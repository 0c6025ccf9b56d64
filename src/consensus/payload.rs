//! Coinbase payload codec
//!
//! Layout, all integers little-endian:
//! `blue_score u64 | subsidy u64 | spk_version u16 | spk_len u8 | spk_script | extra_data`

use thiserror::Error;

use super::{CoinbaseData, ScriptPublicKey, Transaction};

const UINT64_LEN: usize = 8;
const UINT16_LEN: usize = 2;
const LENGTH_OF_SCRIPT_PUB_KEY_LENGTH: usize = 1;

/// Fixed prefix before the script bytes
pub const MIN_PAYLOAD_LENGTH: usize = UINT64_LEN + UINT64_LEN + UINT16_LEN + LENGTH_OF_SCRIPT_PUB_KEY_LENGTH;

#[derive(Debug, Error, PartialEq, Eq)]
pub enum PayloadError {
    #[error("coinbase payload is {got} bytes, shorter than the {min} byte minimum")]
    TooShort { got: usize, min: usize },

    #[error("script public key of {got} bytes exceeds the {max} byte limit")]
    ScriptTooLong { got: usize, max: u8 },

    #[error("coinbase payload declares a {declared} byte script but only {available} bytes follow")]
    ScriptOutOfBounds { declared: usize, available: usize },

    #[error("transaction is not a coinbase")]
    NotCoinbase,
}

/// Serialize the payload of a coinbase transaction
pub fn serialize_coinbase_payload(
    blue_score: u64,
    coinbase_data: &CoinbaseData,
    subsidy: u64,
    script_public_key_max_len: u8,
) -> Result<Vec<u8>, PayloadError> {
    let script = &coinbase_data.script_public_key.script;
    if script.len() > script_public_key_max_len as usize {
        return Err(PayloadError::ScriptTooLong {
            got: script.len(),
            max: script_public_key_max_len,
        });
    }

    let mut payload = Vec::with_capacity(MIN_PAYLOAD_LENGTH + script.len() + coinbase_data.extra_data.len());
    payload.extend_from_slice(&blue_score.to_le_bytes());
    payload.extend_from_slice(&subsidy.to_le_bytes());
    payload.extend_from_slice(&coinbase_data.script_public_key.version.to_le_bytes());
    payload.push(script.len() as u8);
    payload.extend_from_slice(script);
    payload.extend_from_slice(&coinbase_data.extra_data);
    Ok(payload)
}

/// Parse a coinbase transaction's payload back into
/// `(blue_score, coinbase_data, subsidy)`
pub fn extract_coinbase_data_blue_score_and_subsidy(
    coinbase: &Transaction,
    script_public_key_max_len: u8,
) -> Result<(u64, CoinbaseData, u64), PayloadError> {
    if !coinbase.is_coinbase() {
        return Err(PayloadError::NotCoinbase);
    }
    let payload = &coinbase.payload;
    if payload.len() < MIN_PAYLOAD_LENGTH {
        return Err(PayloadError::TooShort {
            got: payload.len(),
            min: MIN_PAYLOAD_LENGTH,
        });
    }

    let blue_score = read_u64(&payload[0..8]);
    let subsidy = read_u64(&payload[8..16]);
    let version = u16::from_le_bytes([payload[16], payload[17]]);
    let script_len = payload[18] as usize;

    if script_len > script_public_key_max_len as usize {
        return Err(PayloadError::ScriptTooLong {
            got: script_len,
            max: script_public_key_max_len,
        });
    }
    let available = payload.len() - MIN_PAYLOAD_LENGTH;
    if script_len > available {
        return Err(PayloadError::ScriptOutOfBounds {
            declared: script_len,
            available,
        });
    }

    let script_end = MIN_PAYLOAD_LENGTH + script_len;
    let coinbase_data = CoinbaseData::new(
        ScriptPublicKey::new(version, payload[MIN_PAYLOAD_LENGTH..script_end].to_vec()),
        payload[script_end..].to_vec(),
    );
    Ok((blue_score, coinbase_data, subsidy))
}

fn read_u64(bytes: &[u8]) -> u64 {
    let mut buf = [0u8; UINT64_LEN];
    buf.copy_from_slice(bytes);
    u64::from_le_bytes(buf)
}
---*---
## Task goal
Look above for the line containing "let subsidy = read_u64(&payload[8..16]);"; copy from it through the last line, exactly, and nothing more.

## Exercise response
    let subsidy = read_u64(&payload[8..16]);
    let version = u16::from_le_bytes([payload[16], payload[17]]);
    let script_len = payload[18] as usize;

    if script_len > script_public_key_max_len as usize {
        return Err(PayloadError::ScriptTooLong {
            got: script_len,
            max: script_public_key_max_len,
        });
    }
    let available = payload.len() - MIN_PAYLOAD_LENGTH;
    if script_len > available {
        return Err(PayloadError::ScriptOutOfBounds {
            declared: script_len,
            available,
        });
    }

    let script_end = MIN_PAYLOAD_LENGTH + script_len;
    let coinbase_data = CoinbaseData::new(
        ScriptPublicKey::new(version, payload[MIN_PAYLOAD_LENGTH..script_end].to_vec()),
        payload[script_end..].to_vec(),
    );
    Ok((blue_score, coinbase_data, subsidy))
}

fn read_u64(bytes: &[u8]) -> u64 {
    let mut buf = [0u8; UINT64_LEN];
    buf.copy_from_slice(bytes);
    u64::from_le_bytes(buf)
}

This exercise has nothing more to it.